Model of Compassion Stress and Fatigue
Figley first published an etiological model in 1995 (subsequently revised) that offers a way to prevent and mitigate compassion fatigue in those that are most susceptible to it (Figley, 2002). The model assumes that empathy and emotional energy are the driving force behind effectively working with the suffering. However, being compassionate and empathic involves costs to the therapist. Following are ten variables that, together, form a causal model that predicts compassion fatigue. The model not only shows what causes compassion fatigue, but also what is required to prevent and treat it (Figley, 2002).
- Empathic Ability is the aptitude of the therapist for noticing the pain of others. The model suggests that without empathy there will be little to no compassion stress and no compassion fatigue. However, without empathy there will be little to no empathic response to suffering clients.
- Empathic Concern is the motivation to respond to people in need. The ability to be empathic is meaningless unless there is motivation to help others who require a therapist's services.
- Exposure to the Client is experiencing the emotional energy of the suffering clients through direct exposure. The costs of direct exposure to the suffering of others is high for the therapist.

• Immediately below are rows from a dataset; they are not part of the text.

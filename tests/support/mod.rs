// ABOUTME: Shared test support for integration tests.
// ABOUTME: Scripted collaborator fakes and environment fixtures.

#![allow(dead_code)]

pub mod fakes;

use cutover::config::{EnvironmentConfig, HealthConfig};
use cutover::types::{EnvName, HostAddr};
use std::time::Duration;

/// An environment with a health gate fast enough for tests.
pub fn env_config(name: &str) -> EnvironmentConfig {
    EnvironmentConfig {
        name: EnvName::new(name).unwrap(),
        host: HostAddr::parse("target.example.com").unwrap(),
        health: HealthConfig {
            port: 8080,
            path: "/healthz".to_string(),
            interval: Duration::from_millis(5),
            timeout: Duration::from_millis(60),
            probe_timeout: Duration::from_millis(20),
        },
        secrets: Vec::new(),
    }
}
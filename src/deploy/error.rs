// ABOUTME: Unified orchestrator error with SNAFU pattern.
// ABOUTME: Wraps phase errors and exposes kind() for programmatic handling.

use snafu::Snafu;

use crate::build::BuildError;
use crate::health::HealthGateError;
use crate::migrate::MigrationError;
use crate::release::StatusError;
use crate::store::StoreError;
use crate::transport::TransportError;

/// Unified error for a release transaction.
#[derive(Debug, Snafu)]
#[snafu(visibility(pub))]
pub enum OrchestrateError {
    #[snafu(display("build failed: {source}"))]
    Build { source: BuildError },

    #[snafu(display("transport failed: {source}"))]
    Transport { source: TransportError },

    #[snafu(display("migration failed: {source}"))]
    Migration { source: MigrationError },

    #[snafu(display("health gate failed: {source}"))]
    Health { source: HealthGateError },

    #[snafu(display("rollback failed: {reason}"))]
    Rollback { reason: String },

    #[snafu(display("no previous release to roll back to"))]
    NoPreviousRelease,

    #[snafu(display("deployment cancelled between phases"))]
    Cancelled,

    #[snafu(display("request targets environment {requested} but configuration is for {configured}"))]
    EnvironmentMismatch { requested: String, configured: String },

    #[snafu(display("state store error: {source}"))]
    Store { source: StoreError },

    #[snafu(display("release status error: {source}"))]
    Status { source: StatusError },
}

/// Failure kind for programmatic handling.
#[derive(Debug, Clone, Copy, PartialEq, Eq)]
pub enum FailureKind {
    Build,
    TransportTransient,
    TransportPermanent,
    Migration,
    /// A migration id reused for different content. Fatal.
    ChecksumConflict,
    HealthTimeout,
    /// Rollback itself failed. Fatal; requires operator intervention.
    Rollback,
    Cancelled,
    /// Store, status, or request plumbing failure.
    Internal,
}

impl OrchestrateError {
    /// Returns the failure kind for programmatic handling.
    pub fn kind(&self) -> FailureKind {
        match self {
            OrchestrateError::Build { .. } => FailureKind::Build,
            OrchestrateError::Transport { source } => {
                if source.is_transient() {
                    FailureKind::TransportTransient
                } else {
                    FailureKind::TransportPermanent
                }
            }
            OrchestrateError::Migration { source } => match source {
                MigrationError::ChecksumConflict { .. } => FailureKind::ChecksumConflict,
                _ => FailureKind::Migration,
            },
            OrchestrateError::Health { .. } => FailureKind::HealthTimeout,
            OrchestrateError::Rollback { .. } | OrchestrateError::NoPreviousRelease => {
                FailureKind::Rollback
            }
            OrchestrateError::Cancelled => FailureKind::Cancelled,
            OrchestrateError::EnvironmentMismatch { .. }
            | OrchestrateError::Store { .. }
            | OrchestrateError::Status { .. } => FailureKind::Internal,
        }
    }

    /// The operator-visible alerts: the system cannot self-heal from these.
    pub fn is_fatal(&self) -> bool {
        matches!(
            self.kind(),
            FailureKind::Rollback | FailureKind::ChecksumConflict
        )
    }
}

impl From<BuildError> for OrchestrateError {
    fn from(source: BuildError) -> Self {
        OrchestrateError::Build { source }
    }
}

impl From<TransportError> for OrchestrateError {
    fn from(source: TransportError) -> Self {
        OrchestrateError::Transport { source }
    }
}

impl From<MigrationError> for OrchestrateError {
    fn from(source: MigrationError) -> Self {
        OrchestrateError::Migration { source }
    }
}

impl From<HealthGateError> for OrchestrateError {
    fn from(source: HealthGateError) -> Self {
        OrchestrateError::Health { source }
    }
}

impl From<StoreError> for OrchestrateError {
    fn from(source: StoreError) -> Self {
        OrchestrateError::Store { source }
    }
}

impl From<StatusError> for OrchestrateError {
    fn from(source: StatusError) -> Self {
        OrchestrateError::Status { source }
    }
}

- Empathic Response is the extent to which the therapist makes an effort to reduce the suffering of the sufferer through empathic understanding. The therapist might experience hurt, fear, anger, or other emotions experienced by the client, which obviously has inherent benefits and costs.
- Compassion Stress is the residue of emotional energy from the empathic response to the client and is the on-going demand for action to relieve the suffering of the client. With sufficient intensity, it can have a negative impact on the immune system and life in general.

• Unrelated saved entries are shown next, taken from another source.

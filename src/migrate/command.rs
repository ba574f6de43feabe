// ABOUTME: Migration executor that shells out to a configured command per migration.
// ABOUTME: The migration file path is handed over via CUTOVER_MIGRATION.

use async_trait::async_trait;
use std::process::Stdio;
use tokio::process::Command;

use crate::types::EnvName;

use super::runner::{MigrationExecError, MigrationExecutor};
use super::Migration;

/// Runs each migration through a shell command, e.g.
/// `psql "$DATABASE_URL" -f "$CUTOVER_MIGRATION"`.
#[derive(Debug, Clone)]
pub struct CommandMigrator {
    command: String,
}

impl CommandMigrator {
    pub fn new(command: impl Into<String>) -> Self {
        Self {
            command: command.into(),
        }
    }
}

#[async_trait]
impl MigrationExecutor for CommandMigrator {
    async fn apply(
        &self,
        environment: &EnvName,
        migration: &Migration,
    ) -> Result<(), MigrationExecError> {
        let output = Command::new("sh")
            .arg("-c")
            .arg(&self.command)
            .env("CUTOVER_MIGRATION", &migration.path)
            .env("CUTOVER_MIGRATION_ID", migration.id.as_str())
            .env("CUTOVER_ENVIRONMENT", environment.as_str())
            .stdout(Stdio::piped())
            .stderr(Stdio::piped())
            .output()
            .await?;

        if !output.status.success() {
            let stderr = String::from_utf8_lossy(&output.stderr).to_string();
            tracing::warn!(
                migration = %migration.id,
                code = ?output.status.code(),
                "migration command failed"
            );
            return Err(MigrationExecError::NonZeroExit {
                code: output.status.code(),
                stderr,
            });
        }

        Ok(())
    }
}
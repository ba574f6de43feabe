// ABOUTME: Opaque secret handles and redacting secret values.
// ABOUTME: Only handles enter the data model; values exist transiently at deploy time.

use serde::{Deserialize, Deserializer, Serialize, Serializer};
use std::fmt;
use thiserror::Error;

#[derive(Debug, Error)]
pub enum SecretHandleError {
    #[error("secret handle cannot be empty")]
    Empty,

    #[error("secret handle must start with a letter or underscore")]
    InvalidStart,

    #[error("invalid character in secret handle: '{0}'")]
    InvalidChar(char),
}

/// Name of a secret in the secret store (environment-variable shaped).
#[derive(Debug, Clone, PartialEq, Eq, Hash)]
pub struct SecretHandle(String);

impl SecretHandle {
    pub fn new(value: &str) -> Result<Self, SecretHandleError> {
        if value.is_empty() {
            return Err(SecretHandleError::Empty);
        }

        let first = value.chars().next().expect("checked non-empty");
        if !first.is_ascii_alphabetic() && first != '_' {
            return Err(SecretHandleError::InvalidStart);
        }

        for c in value.chars() {
            if !c.is_ascii_alphanumeric() && c != '_' {
                return Err(SecretHandleError::InvalidChar(c));
            }
        }

        Ok(Self(value.to_string()))
    }

    pub fn as_str(&self) -> &str {
        &self.0
    }
}

impl fmt::Display for SecretHandle {
    fn fmt(&self, f: &mut fmt::Formatter<'_>) -> fmt::Result {
        write!(f, "{}", self.0)
    }
}

impl Serialize for SecretHandle {
    fn serialize<S: Serializer>(&self, serializer: S) -> Result<S::Ok, S::Error> {
        self.0.serialize(serializer)
    }
}

impl<'de> Deserialize<'de> for SecretHandle {
    fn deserialize<D: Deserializer<'de>>(deserializer: D) -> Result<Self, D::Error> {
        let value = String::deserialize(deserializer)?;
        SecretHandle::new(&value).map_err(serde::de::Error::custom)
    }
}

/// A resolved secret value.
///
/// Never serialized and never printed: Debug and Display both redact.
/// The raw value is only reachable through `expose`.
#[derive(Clone, PartialEq, Eq)]
pub struct SecretValue(String);

impl SecretValue {
    pub fn new(value: String) -> Self {
        Self(value)
    }

    /// Access the raw value. Callers pass it straight into a process
    /// environment; it must not be stored or logged.
    pub fn expose(&self) -> &str {
        &self.0
    }
}

impl fmt::Debug for SecretValue {
    fn fmt(&self, f: &mut fmt::Formatter<'_>) -> fmt::Result {
        f.write_str("SecretValue(<redacted>)")
    }
}

impl fmt::Display for SecretValue {
    fn fmt(&self, f: &mut fmt::Formatter<'_>) -> fmt::Result {
        f.write_str("<redacted>")
    }
}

- Sense of Achievement lowers or prevents compassion stress. It is the extent to which the therapist is satisfied with his/her efforts to help the client.
- Disengagement is the other factor that lowers or prevents compassion stress. It is the extent to which the psychotherapist can distance himself or herself from the ongoing misery of the client between sessions. A therapist's ability to disengage demands a conscious, rational effort to "let go" of emotions associated with the sessions
If compassion stress is allowed to build, the therapist is a greater risk of compassion fatigue. Three other factors play a role in increasing compassion fatigue.

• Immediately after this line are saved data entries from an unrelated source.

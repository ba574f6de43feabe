// ABOUTME: CLI surface tests using assert_cmd.
// ABOUTME: Covers help output, init, and error reporting without a config.

use assert_cmd::Command;
use predicates::prelude::*;

fn cutover() -> Command {
    Command::cargo_bin("cutover").unwrap()
}

#[test]
fn help_lists_subcommands() {
    cutover()
        .arg("--help")
        .assert()
        .success()
        .stdout(predicate::str::contains("init"))
        .stdout(predicate::str::contains("deploy"))
        .stdout(predicate::str::contains("rollback"))
        .stdout(predicate::str::contains("status"));
}

#[test]
fn version_prints() {
    cutover()
        .arg("--version")
        .assert()
        .success()
        .stdout(predicate::str::contains("cutover"));
}

#[test]
fn init_creates_config_file() {
    let dir = tempfile::tempdir().unwrap();

    cutover()
        .current_dir(dir.path())
        .args(["init", "--service", "shop"])
        .assert()
        .success();

    let content = std::fs::read_to_string(dir.path().join("cutover.yml")).unwrap();
    assert!(content.contains("service: shop"));
}

#[test]
fn init_refuses_to_overwrite() {
    let dir = tempfile::tempdir().unwrap();

    cutover().current_dir(dir.path()).arg("init").assert().success();

    cutover()
        .current_dir(dir.path())
        .arg("init")
        .assert()
        .failure()
        .stderr(predicate::str::contains("already exists"));

    cutover()
        .current_dir(dir.path())
        .args(["init", "--force"])
        .assert()
        .success();
}

#[test]
fn deploy_without_config_reports_discovery_failure() {
    let dir = tempfile::tempdir().unwrap();

    cutover()
        .current_dir(dir.path())
        .args(["deploy", "--environment", "production", "--revision", "a1b2c3d"])
        .assert()
        .failure()
        .stderr(predicate::str::contains("configuration file not found"));
}

#[test]
fn deploy_without_revision_reports_missing_revision() {
    let dir = tempfile::tempdir().unwrap();

    cutover().current_dir(dir.path()).arg("init").assert().success();

    cutover()
        .current_dir(dir.path())
        .env_remove("CUTOVER_REVISION")
        .args(["deploy", "--environment", "production"])
        .assert()
        .failure()
        .stderr(predicate::str::contains("no revision given"));
}
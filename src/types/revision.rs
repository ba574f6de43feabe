// ABOUTME: Source revision validation (git SHA, tag, or branch name).
// ABOUTME: The revision names what gets built; it also seeds the artifact tag.

use serde::{Deserialize, Deserializer, Serialize, Serializer};
use std::fmt;
use thiserror::Error;

#[derive(Debug, Error)]
pub enum SourceRevisionError {
    #[error("source revision cannot be empty")]
    Empty,

    #[error("source revision exceeds maximum length of 128 characters")]
    TooLong,

    #[error("invalid character in source revision: '{0}'")]
    InvalidChar(char),
}

/// The source revision a release is built from.
///
/// Accepts anything git accepts as a rev name: hex SHAs, tags, branch names
/// with slashes. Whitespace and control characters are rejected.
#[derive(Debug, Clone, PartialEq, Eq, Hash)]
pub struct SourceRevision(String);

impl SourceRevision {
    pub fn new(value: &str) -> Result<Self, SourceRevisionError> {
        if value.is_empty() {
            return Err(SourceRevisionError::Empty);
        }

        if value.len() > 128 {
            return Err(SourceRevisionError::TooLong);
        }

        for c in value.chars() {
            if c.is_whitespace() || c.is_control() {
                return Err(SourceRevisionError::InvalidChar(c));
            }
            if !c.is_ascii_alphanumeric() && !matches!(c, '.' | '_' | '-' | '/') {
                return Err(SourceRevisionError::InvalidChar(c));
            }
        }

        Ok(Self(value.to_string()))
    }

    pub fn as_str(&self) -> &str {
        &self.0
    }

    /// A form of the revision usable as an image tag.
    ///
    /// Tags forbid `/`, so branch separators become hyphens.
    pub fn as_artifact_tag(&self) -> String {
        self.0.replace('/', "-")
    }
}

impl fmt::Display for SourceRevision {
    fn fmt(&self, f: &mut fmt::Formatter<'_>) -> fmt::Result {
        write!(f, "{}", self.0)
    }
}

impl Serialize for SourceRevision {
    fn serialize<S: Serializer>(&self, serializer: S) -> Result<S::Ok, S::Error> {
        self.0.serialize(serializer)
    }
}

impl<'de> Deserialize<'de> for SourceRevision {
    fn deserialize<D: Deserializer<'de>>(deserializer: D) -> Result<Self, D::Error> {
        let value = String::deserialize(deserializer)?;
        SourceRevision::new(&value).map_err(serde::de::Error::custom)
    }
}
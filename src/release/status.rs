// ABOUTME: Release status vocabulary and the legal transition table.
// ABOUTME: Any non-terminal status may fail; only failed may become rolled-back.

use serde::{Deserialize, Serialize};
use std::fmt;
use thiserror::Error;

/// Where a release is in its lifecycle.
#[derive(Debug, Clone, Copy, PartialEq, Eq, Serialize, Deserialize)]
#[serde(rename_all = "kebab-case")]
pub enum ReleaseStatus {
    Pending,
    Building,
    Transporting,
    Migrating,
    HealthChecking,
    Live,
    RolledBack,
    Failed,
}

#[derive(Debug, Error)]
#[error("illegal release status transition: {from} -> {to}")]
pub struct StatusError {
    pub from: ReleaseStatus,
    pub to: ReleaseStatus,
}

impl ReleaseStatus {
    /// Statuses from which no further transition is possible.
    ///
    /// `Failed` is not listed: a failed release with a rollback target still
    /// transitions to `RolledBack`.
    pub fn is_terminal(self) -> bool {
        matches!(self, ReleaseStatus::Live | ReleaseStatus::RolledBack)
    }

    /// Whether moving to `next` is a legal transition.
    pub fn can_transition_to(self, next: ReleaseStatus) -> bool {
        use ReleaseStatus::*;

        match (self, next) {
            // The forward pipeline
            (Pending, Building)
            | (Building, Transporting)
            | (Transporting, Migrating)
            | (Migrating, HealthChecking)
            | (HealthChecking, Live) => true,

            // Any non-terminal state may fail
            (from, Failed) => !from.is_terminal() && from != Failed,

            // Rollback only applies to an already failed release
            (Failed, RolledBack) => true,

            _ => false,
        }
    }
}

impl fmt::Display for ReleaseStatus {
    fn fmt(&self, f: &mut fmt::Formatter<'_>) -> fmt::Result {
        let s = match self {
            ReleaseStatus::Pending => "pending",
            ReleaseStatus::Building => "building",
            ReleaseStatus::Transporting => "transporting",
            ReleaseStatus::Migrating => "migrating",
            ReleaseStatus::HealthChecking => "health-checking",
            ReleaseStatus::Live => "live",
            ReleaseStatus::RolledBack => "rolled-back",
            ReleaseStatus::Failed => "failed",
        };
        f.write_str(s)
    }
}

#[cfg(test)]
mod tests {
    use super::*;

    #[test]
    fn forward_pipeline_is_legal() {
        use ReleaseStatus::*;
        let pipeline = [Pending, Building, Transporting, Migrating, HealthChecking, Live];
        for pair in pipeline.windows(2) {
            assert!(pair[0].can_transition_to(pair[1]), "{} -> {}", pair[0], pair[1]);
        }
    }

    #[test]
    fn any_non_terminal_state_may_fail() {
        use ReleaseStatus::*;
        for from in [Pending, Building, Transporting, Migrating, HealthChecking] {
            assert!(from.can_transition_to(Failed), "{} -> failed", from);
        }
        assert!(!Live.can_transition_to(Failed));
        assert!(!RolledBack.can_transition_to(Failed));
        assert!(!Failed.can_transition_to(Failed));
    }

    #[test]
    fn only_failed_rolls_back() {
        use ReleaseStatus::*;
        assert!(Failed.can_transition_to(RolledBack));
        for from in [Pending, Building, Transporting, Migrating, HealthChecking, Live] {
            assert!(!from.can_transition_to(RolledBack), "{} -> rolled-back", from);
        }
    }

    #[test]
    fn no_transition_out_of_terminal_states() {
        use ReleaseStatus::*;
        let all = [
            Pending,
            Building,
            Transporting,
            Migrating,
            HealthChecking,
            Live,
            RolledBack,
            Failed,
        ];
        for to in all {
            assert!(!Live.can_transition_to(to), "live -> {}", to);
            assert!(!RolledBack.can_transition_to(to), "rolled-back -> {}", to);
        }
    }

    #[test]
    fn status_serializes_kebab_case() {
        assert_eq!(
            serde_json::to_string(&ReleaseStatus::HealthChecking).unwrap(),
            "\"health-checking\""
        );
        assert_eq!(
            serde_json::to_string(&ReleaseStatus::RolledBack).unwrap(),
            "\"rolled-back\""
        );
    }
}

- Prolonged Exposure is the ongoing sense of responsibility for the care of the suffering, over a protracted period of time. The longer the period of time between breaks from being a professional service provider the better-at least a day of appointments and as much as a week's vacation.
- Traumatic Recollections are memories that trigger the symptoms of PTSD and associated reactions, such as depression and anxiety.
- Life Disruption is the unexpected changes in schedule, routine, and managing life responsibilities that demand attention (illnesses, changes in lifestyle, social status, or professional or personal responsibilities). When combined with the other seven factors, these normally tolerable disruptions can increase the chances of the therapist developing compassion fatigue.
We believe that the knowledge of this model will help in preventing and mitigating compassion fatigue for the therapist.